Every line in the records below that holds the word "lock" is to be copied.

**Excerpted records**
::::::

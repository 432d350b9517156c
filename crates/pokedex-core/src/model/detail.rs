// ── Detail view model ──

use indexmap::IndexMap;
use serde::{Deserialize, Serialize};

#[derive(Debug, Clone, PartialEq, Eq, Serialize, Deserialize)]
#[serde(rename_all = "camelCase")]
pub struct Ability {
    pub name: String,
    pub is_hidden: bool,
}

/// Everything the detail screen renders for one Pokémon.
#[derive(Debug, Clone, PartialEq, Eq, Serialize, Deserialize)]
#[serde(rename_all = "camelCase")]
pub struct DetailViewModel {
    pub id: u32,
    pub name: String,
    /// Decimetres.
    pub height: u32,
    /// Hectograms.
    pub weight: u32,
    pub types: Vec<String>,
    /// Stat name (e.g. `"special-attack"`) to base value, in API order.
    pub stats: IndexMap<String, u32>,
    pub abilities: Vec<Ability>,
    pub sprite: Option<String>,
    /// Absent when the species leg failed or has no entry in the locale.
    #[serde(default, skip_serializing_if = "Option::is_none")]
    pub flavor_text: Option<String>,
    #[serde(default, skip_serializing_if = "Option::is_none")]
    pub genus: Option<String>,
}

impl DetailViewModel {
    pub fn primary_type(&self) -> Option<&str> {
        self.types.first().map(String::as_str)
    }

    pub fn height_metres(&self) -> f64 {
        f64::from(self.height) / 10.0
    }

    pub fn weight_kilograms(&self) -> f64 {
        f64::from(self.weight) / 10.0
    }
}
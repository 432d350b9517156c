// ── Catalog snapshot store ──
//
// Holds the last committed catalog and the presentation-facing load status.
// Every load is tagged with a `LoadToken`; only the newest token may commit,
// so an older in-flight load finishing late never overwrites newer data.

mod token;

use std::sync::Arc;
use std::sync::atomic::{AtomicBool, AtomicU64, Ordering};

use tokio::sync::watch;
use tracing::debug;

use crate::model::Catalog;

pub use token::LoadToken;

/// Transient screen status, observable by the presentation layer.
#[derive(Debug, Clone, PartialEq, Eq)]
pub enum LoadStatus {
    Idle,
    /// First load, nothing to show yet.
    Loading,
    /// Reload while a previous catalog is still displayed.
    Refreshing,
    /// The latest load failed. The previous catalog (if any) is kept.
    Error(String),
}

pub struct CatalogStore {
    generation: AtomicU64,
    has_catalog: AtomicBool,
    catalog: watch::Sender<Arc<Catalog>>,
    status: watch::Sender<LoadStatus>,
}

impl Default for CatalogStore {
    fn default() -> Self {
        Self::new()
    }
}

impl CatalogStore {
    pub fn new() -> Self {
        let (catalog, _) = watch::channel(Arc::new(Catalog::default()));
        let (status, _) = watch::channel(LoadStatus::Idle);

        Self {
            generation: AtomicU64::new(0),
            has_catalog: AtomicBool::new(false),
            catalog,
            status,
        }
    }

    /// Issue a token for a new load. Any earlier token becomes stale.
    pub fn begin(&self) -> LoadToken {
        let generation = self.generation.fetch_add(1, Ordering::SeqCst) + 1;
        let status = if self.has_catalog.load(Ordering::SeqCst) {
            LoadStatus::Refreshing
        } else {
            LoadStatus::Loading
        };
        self.status.send_replace(status);
        debug!(generation, "catalog load started");
        LoadToken::new(generation)
    }

    /// Whether `token` is still the newest issued.
    pub fn is_current(&self, token: LoadToken) -> bool {
        self.generation.load(Ordering::SeqCst) == token.generation()
    }

    /// Replace the snapshot with `catalog` if `token` is current.
    ///
    /// Returns `false` (and drops `catalog`) when a newer load was issued.
    pub fn commit(&self, token: LoadToken, catalog: Catalog) -> bool {
        let committed = self.catalog.send_if_modified(|snap| {
            if !self.is_current(token) {
                return false;
            }
            *snap = Arc::new(catalog);
            true
        });

        if committed {
            self.has_catalog.store(true, Ordering::SeqCst);
            self.status.send_replace(LoadStatus::Idle);
            debug!(generation = token.generation(), "catalog committed");
        } else {
            debug!(
                generation = token.generation(),
                "discarding stale catalog load"
            );
        }
        committed
    }

    /// Record a failed load. The previous snapshot stays in place.
    ///
    /// Returns `false` when `token` is stale; a newer load owns the status.
    pub fn fail(&self, token: LoadToken, message: impl Into<String>) -> bool {
        if !self.is_current(token) {
            return false;
        }
        self.status.send_replace(LoadStatus::Error(message.into()));
        true
    }

    /// Latest committed catalog (empty before the first commit).
    pub fn snapshot(&self) -> Arc<Catalog> {
        self.catalog.borrow().clone()
    }

    pub fn has_catalog(&self) -> bool {
        self.has_catalog.load(Ordering::SeqCst)
    }

    pub fn subscribe(&self) -> watch::Receiver<Arc<Catalog>> {
        self.catalog.subscribe()
    }

    pub fn status(&self) -> LoadStatus {
        self.status.borrow().clone()
    }

    pub fn subscribe_status(&self) -> watch::Receiver<LoadStatus> {
        self.status.subscribe()
    }
}
//! Clap derive structures for the `pokedex` CLI.
//!
//! Defines the command tree, global flags, and shared output enums.

use clap::{Args, Parser, Subcommand, ValueEnum};

// ── Top-Level CLI ────────────────────────────────────────────────────

/// pokedex -- browse Pokémon from the command line
#[derive(Debug, Parser)]
#[command(
    name = "pokedex",
    version,
    about = "Browse the Pokédex from the command line",
    long_about = "Lists and inspects Pokémon fetched live from PokéAPI.\n\n\
        Every command re-fetches from the network; nothing is cached.",
    propagate_version = true,
    subcommand_required = true,
    arg_required_else_help = true
)]
pub struct Cli {
    #[command(flatten)]
    pub global: GlobalOpts,

    #[command(subcommand)]
    pub command: Command,
}

// ── Global Options ───────────────────────────────────────────────────

#[derive(Debug, Args)]
pub struct GlobalOpts {
    /// PokéAPI root URL (overrides config)
    #[arg(long, env = "POKEDEX_API_URL", global = true)]
    pub api_url: Option<String>,

    /// Number of Pokémon in the catalog
    #[arg(long, short = 'l', env = "POKEDEX_LIMIT", global = true)]
    pub limit: Option<u32>,

    /// Request timeout in seconds (0 = wait indefinitely)
    #[arg(long, env = "POKEDEX_TIMEOUT", global = true)]
    pub timeout: Option<u64>,

    /// Language code for flavor text and genus
    #[arg(long, env = "POKEDEX_LOCALE", global = true)]
    pub locale: Option<String>,

    /// Output format
    #[arg(long, short = 'o', env = "POKEDEX_OUTPUT", global = true)]
    pub output: Option<OutputFormat>,

    /// When to use color output
    #[arg(long, global = true)]
    pub color: Option<ColorMode>,

    /// Increase verbosity (-v, -vv, -vvv)
    #[arg(long, short = 'v', action = clap::ArgAction::Count, global = true)]
    pub verbose: u8,

    /// Suppress non-error output
    #[arg(long, short = 'q', global = true)]
    pub quiet: bool,
}

// ── Output & Color Enums ─────────────────────────────────────────────

#[derive(Debug, Clone, Copy, PartialEq, Eq, ValueEnum)]
pub enum OutputFormat {
    /// Pretty table (default, interactive)
    Table,
    /// Pretty-printed JSON
    Json,
    /// Compact single-line JSON
    JsonCompact,
    /// YAML
    Yaml,
    /// Plain text, one value per line (scripting)
    Plain,
}

#[derive(Debug, Clone, Copy, PartialEq, Eq, ValueEnum)]
pub enum ColorMode {
    /// Auto-detect (color if terminal is interactive)
    Auto,
    /// Always emit color codes
    Always,
    /// Never emit color codes
    Never,
}

// ── Top-Level Command Enum ───────────────────────────────────────────

#[derive(Debug, Subcommand)]
pub enum Command {
    /// List the catalog, optionally filtered by name
    #[command(alias = "ls")]
    List(ListArgs),

    /// Show full details for one Pokémon
    #[command(alias = "get")]
    Show(ShowArgs),

    /// Inspect or create the configuration file
    Config(ConfigArgs),

    /// Generate shell completions
    Completions(CompletionsArgs),
}

#[derive(Debug, Args)]
pub struct ListArgs {
    /// Case-insensitive substring to match against names
    #[arg(long, short = 's')]
    pub search: Option<String>,
}

#[derive(Debug, Args)]
pub struct ShowArgs {
    /// Pokédex number or name
    pub id: String,
}

#[derive(Debug, Args)]
pub struct ConfigArgs {
    #[command(subcommand)]
    pub command: ConfigCommand,
}

#[derive(Debug, Subcommand)]
pub enum ConfigCommand {
    /// Print the effective configuration
    Show,
    /// Print the configuration file path
    Path,
    /// Write a default configuration file
    Init {
        /// Overwrite an existing file
        #[arg(long)]
        force: bool,
    },
}

#[derive(Debug, Args)]
pub struct CompletionsArgs {
    /// Target shell
    pub shell: clap_complete::Shell,
}
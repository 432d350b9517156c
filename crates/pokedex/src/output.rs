//! Rendering for catalog lists and detail cards.
//!
//! Structured formats (JSON, YAML) serialize the domain value itself; table
//! and plain are built from per-command projections.

use std::io::{self, IsTerminal, Write};

use tabled::{Table, Tabled, settings::Style};

use crate::cli::{ColorMode, OutputFormat};
use crate::config::OutputContext;
use crate::error::CliError;

/// Determine whether color output should be enabled.
pub fn should_color(mode: ColorMode) -> bool {
    match mode {
        ColorMode::Always => true,
        ColorMode::Never => false,
        ColorMode::Auto => io::stdout().is_terminal() && std::env::var("NO_COLOR").is_err(),
    }
}

/// A rendered command result, ready for [`emit`].
#[derive(Debug, PartialEq, Eq)]
pub enum Rendered {
    Body(String),
    /// Nothing to show; the message goes to stderr.
    Empty(&'static str),
}

/// Render a list of catalog-like entries.
///
/// An empty list in table mode becomes [`Rendered::Empty`] so the user
/// sees `empty` instead of a header-only table. Structured formats still
/// print `[]`, and plain prints nothing.
pub fn render_catalog<T, R>(
    ctx: OutputContext,
    items: &[T],
    to_row: impl Fn(&T) -> R,
    id_fn: impl Fn(&T) -> String,
    empty: &'static str,
) -> Result<Rendered, CliError>
where
    T: serde::Serialize,
    R: Tabled,
{
    if let Some(body) = structured(ctx.format, items)? {
        return Ok(Rendered::Body(body));
    }
    let body = match ctx.format {
        OutputFormat::Table if items.is_empty() => return Ok(Rendered::Empty(empty)),
        OutputFormat::Table => {
            let rows: Vec<R> = items.iter().map(to_row).collect();
            Table::new(rows).with(Style::rounded()).to_string()
        }
        _ => items.iter().map(id_fn).collect::<Vec<_>>().join("\n"),
    };
    Ok(Rendered::Body(body))
}

/// Render one value: a hand-built card in table mode, `id_fn` in plain mode.
pub fn render_card<T>(
    format: OutputFormat,
    data: &T,
    card_fn: impl Fn(&T) -> String,
    id_fn: impl Fn(&T) -> String,
) -> Result<Rendered, CliError>
where
    T: serde::Serialize,
{
    if let Some(body) = structured(format, data)? {
        return Ok(Rendered::Body(body));
    }
    let body = match format {
        OutputFormat::Table => card_fn(data),
        _ => id_fn(data),
    };
    Ok(Rendered::Body(body))
}

/// Write a rendered result. Quiet mode suppresses both streams.
pub fn emit(rendered: &Rendered, quiet: bool) {
    if quiet {
        return;
    }
    match rendered {
        Rendered::Body(body) if body.is_empty() => {}
        Rendered::Body(body) => {
            let _ = writeln!(io::stdout().lock(), "{body}");
        }
        Rendered::Empty(message) => {
            let _ = writeln!(io::stderr().lock(), "{message}");
        }
    }
}

fn structured<T: serde::Serialize + ?Sized>(
    format: OutputFormat,
    data: &T,
) -> Result<Option<String>, CliError> {
    let body = match format {
        OutputFormat::Json => serde_json::to_string_pretty(data).map_err(render_err)?,
        OutputFormat::JsonCompact => serde_json::to_string(data).map_err(render_err)?,
        OutputFormat::Yaml => serde_yaml::to_string(data).map_err(render_err)?,
        OutputFormat::Table | OutputFormat::Plain => return Ok(None),
    };
    Ok(Some(body))
}

fn render_err(e: impl std::fmt::Display) -> CliError {
    CliError::Render {
        message: e.to_string(),
    }
}
/// Tag for one catalog load. Tokens are ordered by issue time.
#[derive(Debug, Clone, Copy, PartialEq, Eq, PartialOrd, Ord, Hash)]
pub struct LoadToken(u64);

impl LoadToken {
    pub(crate) fn new(generation: u64) -> Self {
        Self(generation)
    }

    pub fn generation(self) -> u64 {
        self.0
    }
}
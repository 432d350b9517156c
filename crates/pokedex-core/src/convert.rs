// ── API-to-view-model conversions ──
//
// Pure projections from raw `pokedex_api` response types into the
// render-ready `model` types. Absence in the source stays absence in the
// output: no default sprites, no empty-string placeholders.

use indexmap::IndexMap;

use pokedex_api::{FlavorTextEntry, Genus, RawPokemon, RawSpecies};

use crate::model::{Ability, CatalogItem, DetailViewModel};

/// Language code the detail screen reads flavor text and genus in.
pub const DEFAULT_LOCALE: &str = "en";

// ── Helpers ────────────────────────────────────────────────────────

/// Type names in API order (primary first).
fn type_names(raw: &RawPokemon) -> Vec<String> {
    raw.types.iter().map(|t| t.kind.name.clone()).collect()
}

fn sprite(raw: &RawPokemon) -> Option<String> {
    raw.sprites.official_artwork().map(str::to_owned)
}

/// Stat name -> base value. Tolerates missing or extra stats; a repeated
/// name keeps its first position and the last value.
fn stat_map(raw: &RawPokemon) -> IndexMap<String, u32> {
    raw.stats
        .iter()
        .map(|s| (s.stat.name.clone(), s.base_stat))
        .collect()
}

fn flavor_text_in<'a>(entries: &'a [FlavorTextEntry], locale: &str) -> Option<&'a str> {
    entries
        .iter()
        .find(|e| e.language.name == locale)
        .map(|e| e.flavor_text.as_str())
}

fn genus_in<'a>(genera: &'a [Genus], locale: &str) -> Option<&'a str> {
    genera
        .iter()
        .find(|g| g.language.name == locale)
        .map(|g| g.genus.as_str())
}

/// Replace each form feed and newline with a single space.
///
/// Game flavor text is hard-wrapped for in-game text boxes; this only
/// affects layout, never meaning.
pub fn clean_flavor_text(text: &str) -> String {
    text.replace(['\u{000C}', '\n'], " ")
}

// ── Catalog ────────────────────────────────────────────────────────

pub fn normalize_catalog_item(raw: &RawPokemon) -> CatalogItem {
    CatalogItem {
        id: raw.id,
        name: raw.name.clone(),
        types: type_names(raw),
        sprite: sprite(raw),
    }
}

impl From<&RawPokemon> for CatalogItem {
    fn from(raw: &RawPokemon) -> Self {
        normalize_catalog_item(raw)
    }
}

// ── Detail ─────────────────────────────────────────────────────────

/// Merge a Pokémon and its (optional) species record, reading localized
/// fields in [`DEFAULT_LOCALE`].
pub fn normalize_detail(raw: &RawPokemon, species: Option<&RawSpecies>) -> DetailViewModel {
    normalize_detail_for_locale(raw, species, DEFAULT_LOCALE)
}

pub fn normalize_detail_for_locale(
    raw: &RawPokemon,
    species: Option<&RawSpecies>,
    locale: &str,
) -> DetailViewModel {
    let flavor_text = species
        .and_then(|s| flavor_text_in(&s.flavor_text_entries, locale))
        .map(clean_flavor_text);
    let genus = species
        .and_then(|s| genus_in(&s.genera, locale))
        .map(str::to_owned);

    DetailViewModel {
        id: raw.id,
        name: raw.name.clone(),
        height: raw.height,
        weight: raw.weight,
        types: type_names(raw),
        stats: stat_map(raw),
        abilities: raw
            .abilities
            .iter()
            .map(|a| Ability {
                name: a.ability.name.clone(),
                is_hidden: a.is_hidden,
            })
            .collect(),
        sprite: sprite(raw),
        flavor_text,
        genus,
    }
}
// ── Client-side catalog search ──

use crate::model::Catalog;

/// Items whose name contains `query`, ignoring case, in catalog order.
///
/// An empty query returns the catalog unchanged. The query is not trimmed:
/// `" "` only matches names with a literal space.
pub fn filter(catalog: &Catalog, query: &str) -> Catalog {
    if query.is_empty() {
        return catalog.clone();
    }
    let needle = query.to_lowercase();
    catalog
        .iter()
        .filter(|item| item.name.to_lowercase().contains(&needle))
        .cloned()
        .collect()
}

::::::

**Reply**
            let _ = writeln!(io::stdout().lock(), "{body}");
            let _ = writeln!(io::stderr().lock(), "{message}");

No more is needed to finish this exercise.